Un matrimonio con una hija pequeña compró este apartamento
de 120 m² , en Botafogo (RJ), todavía en el plano de la constructora y, poco antes de entregar las llaves, lo encargó a las arquitectas
Juliana Gonçalves y Fernanda Matoso , del estudio
Co+Lab. Juntos Arquitetura , un proyecto específico de decoración.
“Los clientes pidieron
no cambiar el plano original, aprovechar todos los revestimientos y elementos entregados por la constructora y, al mismo tiempo, imprimir su personalidad a la nueva casa”, dice Fernanda. “También necesitaron nuestra ayuda para definir la mejor distribución para cada habitación, lo que acabó convirtiéndose en nuestro mayor desafío, ya que el plano es muy recortado, lleno de esquinas”, añade la socia Juliana.
Como la predilección de los nuevos propietarios por el estilo industrial contemporáneo combinaba perfectamente con los marcos negros existentes del apartamento, los arquitectos adoptaron este lenguaje como concepto de diseño, especialmente en el área social y
la cocina . “Mantuvimos los marcos que separaban el balcón de la
sala de estar para crear un diseño versátil que permitiera integrar o aislar estos espacios. Al acceder a la cocina instalamos
puertas correderas del mismo material, con cierres
de cristal acanalado para no bloquear el paso de la luz natural, también con la intención de ofrecer a los clientes la opción de aislar el espacio cuando sea necesario”, añade Fernanda.
En cuanto a la decoración, del antiguo apartamento sólo proceden los colgantes de la mesa del comedor, la mesa de café y el otomana del salón. Todos los demás elementos son nuevos, incluida la carpintería, que la oficina diseñó a medida para cada ambiente.

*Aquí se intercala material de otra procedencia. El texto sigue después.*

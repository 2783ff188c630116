use crate::api::attendance::{CheckPayload, LocationDto};
use crate::model::attendance::{
    AttendanceEntry, AttendanceRecord, AttendanceStats, AttendanceStatus, CheckMethod,
};
use crate::model::settings::GeoPoint;
use crate::service::StatsPeriod;
use utoipa::OpenApi;

#[derive(OpenApi)]
#[openapi(
    info(
        title = "Attendance Verification API",
        version = "1.0.0",
        description = r#"
## Geofenced Attendance Service

This API records when an employee is physically present, classifies that
presence into an attendance status, and gates each record on geospatial
proof-of-location.

### 🔹 Key Features
- **Check-in / Check-out**
  - One record per employee per day, geofence-verified when a position is supplied
- **Status Classification**
  - Present / late / half-day verdicts derived from shift configuration
- **Approval**
  - HR/Admin sign-off for manual (unverified) entries; verification is one-way
- **History & Stats**
  - Date-range history and per-period aggregates derived from stored records

### 🔐 Security
Authentication is handled by the gateway in front of this service, which
injects `X-Employee-Id` and `X-Role` headers on the internal network.

### 📦 Response Format
- JSON-based RESTful responses
- Every error renders as `{"message": "..."}` with an actionable text

---
Built with **Rust**, **Actix Web**, **SQLx**, and **Utoipa**.
"#,
    ),
    paths(
        crate::api::attendance::check_in,
        crate::api::attendance::check_out,
        crate::api::attendance::today,
        crate::api::attendance::history,
        crate::api::attendance::stats,
        crate::api::attendance::approve,
    ),
    components(
        schemas(
            CheckPayload,
            LocationDto,
            AttendanceRecord,
            AttendanceEntry,
            AttendanceStatus,
            CheckMethod,
            AttendanceStats,
            StatsPeriod,
            GeoPoint
        )
    ),
    tags(
        (name = "Attendance", description = "Attendance verification and classification APIs"),
    )
)]
pub struct ApiDoc;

En el área social, los arquitectos utilizaron
tonos neutros en las paredes y mantuvieron el piso en gres porcelánico con patrón de madera , ya que querían tener más libertad para invertir en muebles coloridos y cómodos, sin riesgo de apelmazar visualmente el espacio. Dentro de esta propuesta destacan el
sofá Mescla con asiento retráctil mediante botón (en tela azul, de Lider Interiores) y
los sillones con estructuras de acero al carbono pintado de negro -los tapizados en tela naranja y tela azul son diseños del diseñador
Fernando Jaeger- . mientras que la tapicería de lona caqui provino de
Velha Bahia .
Otro punto de color aparece en la pared del
hall de entrada , que se recubrió con
ladrillo natural (en tono terracota) para reforzar el ambiente sutilmente industrial que pedían los vecinos. “Debido a la forma de la habitación, decidimos colocar la mesa del comedor contra una de las paredes y diseñamos un banco de carpintería a lo largo de ella, liberando así más espacio de circulación”, informa Juliana.
En el
dormitorio de la pareja destaca la carpintería de roble americano, con puertas de armario revestidas de yute, combinadas con cajones lacados en verde oscuro.
En la habitación de la hija, los tonos pastel acaparan la atención, con predominio del rosa, presentes en las paredes (incluido el
cuadro artístico firmado por Fernanda Ladeira, del estudio A Casinha ), los acabados lacados de las carpinterías y la estructura metálica. de la librería. “Usamos paja natural en las puertas del armario, en el costado de la cama y en la parte superior de la estantería para hacer más acogedora la habitación de la niña”, comenta Juliana. Finalmente, en la oficina, el color proviene de la propia carpintería, predominando el lacado azul, en un tono más cerrado.